----- EXERCISE INPUTS

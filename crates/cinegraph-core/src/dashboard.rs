//! Graph statistics for the dashboard view
//!
//! Fetched once when the view mounts; a fresh fetch only happens when the
//! view asks for one. No polling interval, no retries.

use std::sync::Arc;

use futures_util::FutureExt;
use tokio::task::{JoinError, JoinHandle};
use tracing::{debug, info, warn};

use crate::api::{GraphService, TransportError};
use crate::state::DashboardStats;

#[derive(Debug, Clone, Copy, PartialEq, Eq)]
pub enum DashboardState {
    Loading,
    Ready(DashboardStats),
    /// Only the fact of failure is kept
    Failed,
}

impl DashboardState {
    pub fn stats(&self) -> Option<&DashboardStats> {
        match self {
            Self::Ready(stats) => Some(stats),
            Self::Loading | Self::Failed => None,
        }
    }
}

type StatsTask = JoinHandle<Result<DashboardStats, TransportError>>;

pub struct Dashboard {
    service: Arc<dyn GraphService>,
    state: DashboardState,
    in_flight: Option<StatsTask>,
}

impl Dashboard {
    /// Create the dashboard and start its first fetch. Must be called from within a Tokio runtime.
    pub fn mount(service: Arc<dyn GraphService>) -> Self {
        let mut dashboard = Self {
            service,
            state: DashboardState::Loading,
            in_flight: None,
        };
        dashboard.load();
        dashboard
    }

    /// Start a fresh fetch, superseding any fetch still in flight
    pub fn load(&mut self) {
        if let Some(stale) = self.in_flight.take() {
            debug!("superseding in-flight stats fetch");
            stale.abort();
        }

        self.state = DashboardState::Loading;
        let service = Arc::clone(&self.service);
        self.in_flight = Some(tokio::spawn(async move { service.fetch_stats().await }));
    }

    pub fn state(&self) -> &DashboardState {
        &self.state
    }

    pub fn stats(&self) -> Option<&DashboardStats> {
        self.state.stats()
    }

    pub fn is_loading(&self) -> bool {
        self.state == DashboardState::Loading
    }

    pub fn has_failed(&self) -> bool {
        self.state == DashboardState::Failed
    }

    /// Apply the fetch result if it is ready. Never blocks.
    pub fn poll(&mut self) -> bool {
        let outcome = match self.in_flight.as_mut() {
            Some(task) => match task.now_or_never() {
                Some(outcome) => outcome,
                None => return false,
            },
            None => return false,
        };

        self.in_flight = None;
        self.finish(outcome);
        true
    }

    /// Wait for the in-flight fetch and apply its result. Cancel-safe.
    pub async fn settle(&mut self) -> bool {
        let Some(task) = self.in_flight.as_mut() else {
            return false;
        };

        let outcome = task.await;
        self.in_flight = None;
        self.finish(outcome);
        true
    }

    fn finish(&mut self, outcome: Result<Result<DashboardStats, TransportError>, JoinError>) {
        self.state = match outcome {
            Ok(Ok(stats)) => {
                info!(
                    movies = stats.movie_count,
                    entities = stats.entity_count,
                    "graph stats loaded"
                );
                DashboardState::Ready(stats)
            }
            Ok(Err(err)) => {
                warn!(error = %err, "failed to load graph stats");
                DashboardState::Failed
            }
            Err(err) => {
                warn!(error = %err, "stats task ended without a result");
                DashboardState::Failed
            }
        };
    }
}

impl Drop for Dashboard {
    fn drop(&mut self) {
        if let Some(task) = self.in_flight.take() {
            task.abort();
        }
    }
}

#[cfg(test)]
mod tests {
    use super::*;
    use crate::api::testing::ScriptedService;

    const SNAPSHOT: DashboardStats = DashboardStats {
        movie_count: 500,
        entity_count: 1200,
        genre_count: 20,
        relationship_count: 8000,
    };

    fn mount(service: ScriptedService) -> (Dashboard, Arc<ScriptedService>) {
        let service = Arc::new(service);
        (Dashboard::mount(service.clone()), service)
    }

    #[tokio::test]
    async fn test_starts_loading_on_mount() {
        let (service, _gate) = ScriptedService::new().stats(SNAPSHOT).gated();
        let (mut dashboard, _) = mount(service);

        assert_eq!(dashboard.state(), &DashboardState::Loading);
        assert!(dashboard.stats().is_none());
        tokio::task::yield_now().await;
        assert!(!dashboard.poll());
        assert!(dashboard.is_loading());
    }

    #[tokio::test]
    async fn test_success_holds_snapshot() {
        let (mut dashboard, service) = mount(ScriptedService::new().stats(SNAPSHOT));

        assert!(dashboard.settle().await);
        assert_eq!(dashboard.state(), &DashboardState::Ready(SNAPSHOT));
        assert_eq!(dashboard.stats(), Some(&SNAPSHOT));
        assert_eq!(service.stats_calls(), 1);
    }

    #[tokio::test]
    async fn test_failure_carries_no_stats() {
        let (mut dashboard, _) =
            mount(ScriptedService::new().fail_stats(TransportError::Decode("bad".to_string())));

        dashboard.settle().await;
        assert_eq!(dashboard.state(), &DashboardState::Failed);
        assert!(dashboard.has_failed());
        assert!(dashboard.stats().is_none());
    }

    #[tokio::test]
    async fn test_reload_replaces_snapshot_wholesale() {
        let newer = DashboardStats {
            movie_count: 501,
            ..SNAPSHOT
        };
        let (mut dashboard, service) = mount(
            ScriptedService::new()
                .fail_stats(TransportError::Network("down".to_string()))
                .stats(SNAPSHOT)
                .stats(newer),
        );

        dashboard.settle().await;
        assert!(dashboard.has_failed());

        dashboard.load();
        assert!(dashboard.is_loading());
        dashboard.settle().await;
        assert_eq!(dashboard.stats(), Some(&SNAPSHOT));

        dashboard.load();
        dashboard.settle().await;
        assert_eq!(dashboard.stats(), Some(&newer));
        assert_eq!(service.stats_calls(), 3);
    }

    #[tokio::test]
    async fn test_settle_without_fetch_is_noop() {
        let (mut dashboard, _) = mount(ScriptedService::new().stats(SNAPSHOT));
        dashboard.settle().await;

        assert!(!dashboard.settle().await);
        assert!(!dashboard.poll());
        assert_eq!(dashboard.stats(), Some(&SNAPSHOT));
    }

    #[tokio::test]
    async fn test_superseded_fetch_is_never_applied() {
        let (service, gate) = ScriptedService::new().stats(SNAPSHOT).gated();
        let (mut dashboard, service) = mount(service);
        tokio::task::yield_now().await;

        // Second activation before the first fetch returns
        dashboard.load();
        gate.notify_one();
        gate.notify_one();
        dashboard.settle().await;

        assert_eq!(dashboard.stats(), Some(&SNAPSHOT));
        assert_eq!(service.completed(), 1);
    }
}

----------

▶ EXERCISE REQUIREMENTS
Your reply must be a faithful copy of each entry above.

▶ COMPLETED EXERCISE
filename crates/cinegraph-core/src/dashboard.rs
//! Graph statistics for the dashboard view
//!
//! Fetched once when the view mounts; a fresh fetch only happens when the
//! view asks for one. No polling interval, no retries.

use std::sync::Arc;

use futures_util::FutureExt;
use tokio::task::{JoinError, JoinHandle};
use tracing::{debug, info, warn};

use crate::api::{GraphService, TransportError};
use crate::state::DashboardStats;

#[derive(Debug, Clone, Copy, PartialEq, Eq)]
pub enum DashboardState {
    Loading,
    Ready(DashboardStats),
    /// Only the fact of failure is kept
    Failed,
}

impl DashboardState {
    pub fn stats(&self) -> Option<&DashboardStats> {
        match self {
            Self::Ready(stats) => Some(stats),
            Self::Loading | Self::Failed => None,
        }
    }
}

type StatsTask = JoinHandle<Result<DashboardStats, TransportError>>;

pub struct Dashboard {
    service: Arc<dyn GraphService>,
    state: DashboardState,
    in_flight: Option<StatsTask>,
}

impl Dashboard {
    /// Create the dashboard and start its first fetch. Must be called from within a Tokio runtime.
    pub fn mount(service: Arc<dyn GraphService>) -> Self {
        let mut dashboard = Self {
            service,
            state: DashboardState::Loading,
            in_flight: None,
        };
        dashboard.load();
        dashboard
    }

    /// Start a fresh fetch, superseding any fetch still in flight
    pub fn load(&mut self) {
        if let Some(stale) = self.in_flight.take() {
            debug!("superseding in-flight stats fetch");
            stale.abort();
        }

        self.state = DashboardState::Loading;
        let service = Arc::clone(&self.service);
        self.in_flight = Some(tokio::spawn(async move { service.fetch_stats().await }));
    }

    pub fn state(&self) -> &DashboardState {
        &self.state
    }

    pub fn stats(&self) -> Option<&DashboardStats> {
        self.state.stats()
    }

    pub fn is_loading(&self) -> bool {
        self.state == DashboardState::Loading
    }

    pub fn has_failed(&self) -> bool {
        self.state == DashboardState::Failed
    }

    /// Apply the fetch result if it is ready. Never blocks.
    pub fn poll(&mut self) -> bool {
        let outcome = match self.in_flight.as_mut() {
            Some(task) => match task.now_or_never() {
                Some(outcome) => outcome,
                None => return false,
            },
            None => return false,
        };

        self.in_flight = None;
        self.finish(outcome);
        true
    }

    /// Wait for the in-flight fetch and apply its result. Cancel-safe.
    pub async fn settle(&mut self) -> bool {
        let Some(task) = self.in_flight.as_mut() else {
            return false;
        };

        let outcome = task.await;
        self.in_flight = None;
        self.finish(outcome);
        true
    }

    fn finish(&mut self, outcome: Result<Result<DashboardStats, TransportError>, JoinError>) {
        self.state = match outcome {
            Ok(Ok(stats)) => {
                info!(
                    movies = stats.movie_count,
                    entities = stats.entity_count,
                    "graph stats loaded"
                );
                DashboardState::Ready(stats)
            }
            Ok(Err(err)) => {
                warn!(error = %err, "failed to load graph stats");
                DashboardState::Failed
            }
            Err(err) => {
                warn!(error = %err, "stats task ended without a result");
                DashboardState::Failed
            }
        };
    }
}

impl Drop for Dashboard {
    fn drop(&mut self) {
        if let Some(task) = self.in_flight.take() {
            task.abort();
        }
    }
}

#[cfg(test)]
mod tests {
    use super::*;
    use crate::api::testing::ScriptedService;

    const SNAPSHOT: DashboardStats = DashboardStats {
        movie_count: 500,
        entity_count: 1200,
        genre_count: 20,
        relationship_count: 8000,
    };

    fn mount(service: ScriptedService) -> (Dashboard, Arc<ScriptedService>) {
        let service = Arc::new(service);
        (Dashboard::mount(service.clone()), service)
    }

    #[tokio::test]
    async fn test_starts_loading_on_mount() {
        let (service, _gate) = ScriptedService::new().stats(SNAPSHOT).gated();
        let (mut dashboard, _) = mount(service);

        assert_eq!(dashboard.state(), &DashboardState::Loading);
        assert!(dashboard.stats().is_none());
        tokio::task::yield_now().await;
        assert!(!dashboard.poll());
        assert!(dashboard.is_loading());
    }

    #[tokio::test]
    async fn test_success_holds_snapshot() {
        let (mut dashboard, service) = mount(ScriptedService::new().stats(SNAPSHOT));

        assert!(dashboard.settle().await);
        assert_eq!(dashboard.state(), &DashboardState::Ready(SNAPSHOT));
        assert_eq!(dashboard.stats(), Some(&SNAPSHOT));
        assert_eq!(service.stats_calls(), 1);
    }

    #[tokio::test]
    async fn test_failure_carries_no_stats() {
        let (mut dashboard, _) =
            mount(ScriptedService::new().fail_stats(TransportError::Decode("bad".to_string())));

        dashboard.settle().await;
        assert_eq!(dashboard.state(), &DashboardState::Failed);
        assert!(dashboard.has_failed());
        assert!(dashboard.stats().is_none());
    }

    #[tokio::test]
    async fn test_reload_replaces_snapshot_wholesale() {
        let newer = DashboardStats {
            movie_count: 501,
            ..SNAPSHOT
        };
        let (mut dashboard, service) = mount(
            ScriptedService::new()
                .fail_stats(TransportError::Network("down".to_string()))
                .stats(SNAPSHOT)
                .stats(newer),
        );

        dashboard.settle().await;
        assert!(dashboard.has_failed());

        dashboard.load();
        assert!(dashboard.is_loading());
        dashboard.settle().await;
        assert_eq!(dashboard.stats(), Some(&SNAPSHOT));

        dashboard.load();
        dashboard.settle().await;
        assert_eq!(dashboard.stats(), Some(&newer));
        assert_eq!(service.stats_calls(), 3);
    }

    #[tokio::test]
    async fn test_settle_without_fetch_is_noop() {
        let (mut dashboard, _) = mount(ScriptedService::new().stats(SNAPSHOT));
        dashboard.settle().await;

        assert!(!dashboard.settle().await);
        assert!(!dashboard.poll());
        assert_eq!(dashboard.stats(), Some(&SNAPSHOT));
    }

    #[tokio::test]
    async fn test_superseded_fetch_is_never_applied() {
        let (service, gate) = ScriptedService::new().stats(SNAPSHOT).gated();
        let (mut dashboard, service) = mount(service);
        tokio::task::yield_now().await;

        // Second activation before the first fetch returns
        dashboard.load();
        gate.notify_one();
        gate.notify_one();
        dashboard.settle().await;

        assert_eq!(dashboard.stats(), Some(&SNAPSHOT));
        assert_eq!(service.completed(), 1);
    }
}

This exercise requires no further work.